Ainda hoje se fala nesse dia. Que
surgiu como bola de fogo
na sulfurosa montanha.
Dies irae, dies illa. Distante, mas
não tanto que se tenha apagado da raiva.
Sobretudo os mais novos são os primeiros
a recordar. Um hálito forte
de Primavera excitava o húmido
corpo da noite e alguns cravos
trocavam na varanda suas palavras
recentemente proibidas.
À boca de muitos túneis, o mesmo corpo
surgia lentamente inundado de tons
claros.
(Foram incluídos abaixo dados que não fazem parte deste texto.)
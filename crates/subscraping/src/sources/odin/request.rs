use crate::{Error, Result};
use serde::Serialize;

/// Opaque position marker handed out by the API and echoed back verbatim.
pub type Cursor = Vec<serde_json::Value>;

pub const MAX_PER_PAGE: usize = 50;

#[derive(Debug, Clone, PartialEq, Serialize)]
pub struct SearchRequest {
    pub domain: String,
    pub limit: usize,
    pub start: Option<Cursor>,
}

impl SearchRequest {
    pub fn new(domain: &str) -> Self {
        Self {
            domain: domain.to_string(),
            limit: MAX_PER_PAGE,
            start: None,
        }
    }

    pub fn to_json(&self) -> Result<Vec<u8>> {
        serde_json::to_vec(self).map_err(Error::Serialization)
    }
}
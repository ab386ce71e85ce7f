use tracing::debug;

/// Chooses which API key a source uses for one run.
pub trait CredentialSource: Send + Sync {
    fn pick_random(&self, keys: &[String], source: &str) -> Option<String>;
}

/// Uniform random pick over the configured pool, ignoring blank entries.
#[derive(Debug, Clone, Default)]
pub struct RandomKeyPicker;

impl CredentialSource for RandomKeyPicker {
    fn pick_random(&self, keys: &[String], source: &str) -> Option<String> {
        let keys: Vec<&String> = keys.iter().filter(|key| !key.trim().is_empty()).collect();
        if keys.is_empty() {
            debug!("{}: no api key configured", source);
            return None;
        }

        let key = keys[rand::random_range(0..keys.len())];
        Some(key.trim().to_string())
    }
}

#[cfg(test)]
mod tests {
    use super::{CredentialSource, RandomKeyPicker};

    #[test]
    fn empty_pool_yields_nothing() {
        let picker = RandomKeyPicker;
        assert_eq!(None, picker.pick_random(&[], "odin"));
        assert_eq!(
            None,
            picker.pick_random(&["".to_string(), "  ".to_string()], "odin")
        );
    }

    #[test]
    fn picks_from_pool() {
        let picker = RandomKeyPicker;
        let keys = vec!["k1".to_string(), "k2".to_string(), "k3".to_string()];
        for _ in 0..20 {
            let key = picker.pick_random(&keys, "odin").unwrap();
            assert!(keys.contains(&key));
        }
        assert_eq!(
            Some("only".to_string()),
            picker.pick_random(&["".to_string(), " only ".to_string()], "odin")
        );
    }
}
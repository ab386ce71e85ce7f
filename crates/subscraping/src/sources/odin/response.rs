use super::request::Cursor;
use crate::{Error, Result};
use serde::{Deserialize, Deserializer};

#[derive(Debug, Default, Deserialize)]
#[serde(default)]
pub struct SearchResponse {
    #[serde(deserialize_with = "null_as_default")]
    pub success: bool,
    #[serde(deserialize_with = "null_as_default")]
    pub data: Vec<String>,
    #[serde(deserialize_with = "null_as_default")]
    pub pagination: Pagination,
}

#[derive(Debug, Default, Deserialize)]
#[serde(default)]
pub struct Pagination {
    pub start: Option<Cursor>,
    /// `None` once the last page has been served.
    pub last: Option<Cursor>,
    #[serde(deserialize_with = "null_as_default")]
    pub limit: i64,
    #[serde(deserialize_with = "null_as_default")]
    pub total: i64,
}

// `null` reads as the zero value, like a missing field
fn null_as_default<'de, D, T>(deserializer: D) -> core::result::Result<T, D::Error>
where
    D: Deserializer<'de>,
    T: Default + Deserialize<'de>,
{
    Ok(Option::<T>::deserialize(deserializer)?.unwrap_or_default())
}

impl SearchResponse {
    pub fn from_slice(body: &[u8]) -> Result<Self> {
        serde_json::from_slice(body).map_err(Error::Decode)
    }
}

#[cfg(test)]
mod tests {
    use super::SearchResponse;
    use crate::Error;
    use serde_json::json;

    #[test]
    fn decodes_intermediate_page() {
        let body = br#"{
            "success": true,
            "data": ["a.example.com", "b.example.com"],
            "pagination": {"start": null, "last": ["cursor1"], "limit": 50, "total": 3}
        }"#;

        let page = SearchResponse::from_slice(body).unwrap();
        assert!(page.success);
        assert_eq!(vec!["a.example.com", "b.example.com"], page.data);
        assert_eq!(Some(vec![json!("cursor1")]), page.pagination.last);
        assert_eq!(None, page.pagination.start);
        assert_eq!(3, page.pagination.total);
    }

    #[test]
    fn null_or_missing_last_ends_pagination() {
        let page = SearchResponse::from_slice(br#"{"data": [], "pagination": {"last": null}}"#)
            .unwrap();
        assert!(page.pagination.last.is_none());

        let page = SearchResponse::from_slice(br#"{"success": false}"#).unwrap();
        assert!(page.data.is_empty());
        assert!(page.pagination.last.is_none());
    }

    #[test]
    fn null_data_is_an_empty_page() {
        let body = br#"{
            "success": true,
            "data": null,
            "pagination": {"start": null, "last": null, "limit": 50, "total": 0}
        }"#;

        let page = SearchResponse::from_slice(body).unwrap();
        assert!(page.data.is_empty());
        assert!(page.pagination.last.is_none());
    }

    #[test]
    fn null_counters_read_as_zero() {
        let body = br#"{
            "success": null,
            "data": ["a.example.com"],
            "pagination": {"last": ["cursor1"], "limit": null, "total": null}
        }"#;

        let page = SearchResponse::from_slice(body).unwrap();
        assert!(!page.success);
        assert_eq!(vec!["a.example.com"], page.data);
        assert_eq!(0, page.pagination.limit);
        assert_eq!(0, page.pagination.total);
        assert_eq!(Some(vec![json!("cursor1")]), page.pagination.last);

        let page = SearchResponse::from_slice(br#"{"pagination": null}"#).unwrap();
        assert!(page.pagination.last.is_none());
    }

    #[test]
    fn empty_cursor_is_not_the_end() {
        let page = SearchResponse::from_slice(br#"{"pagination": {"last": []}}"#).unwrap();
        assert_eq!(Some(Vec::new()), page.pagination.last);
    }

    #[test]
    fn malformed_body_is_a_decode_error() {
        assert!(matches!(
            SearchResponse::from_slice(b"<html>oops</html>"),
            Err(Error::Decode(_))
        ));
        assert!(matches!(
            SearchResponse::from_slice(br#"{"data": "not-a-list"}"#),
            Err(Error::Decode(_))
        ));
    }
}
E passos musicais, firmes,
falavam cada vez mais alto
pela incrível madrugada.
Quem decidiu tão feroz descontentamento
e encheu de alecrim as urnas
da memória? Até o ouro tinha um sabor
a enxofre. Velhas ideias
ardiam. Quão doce espectáculo! As culpas
reentravam no buraco dos olhos,
coisas insalubres, enquanto as lendas
vinham para a rua em cabelo.
Quando rompeu a manhã, um clarão
íntimo começou a jorrar
dos armários da luz, acumulação
de muitos anos, subiu de novo
às varandas, floriu no púbis.
Escancarou as coisas interditas.
Os jornais e as fábricas, a alcova
secreta, a rua e os campos anilados,
A escola da luz, tudo isso comoveu
o frágil coração do poeta que
pôs os olhos atentos na cotovia:
do morro o coração, emerso no nevoeiro,
cintilava. Ainda hoje
se fala desse dia.
Mas
sobretudo os mais novos continuam a recordar.
António Cabral [1931-2007] foi um poeta, ficcionista, cronista, ensaísta, dramaturgo, etnógrafo e divulgador da cultura popular portuguesa.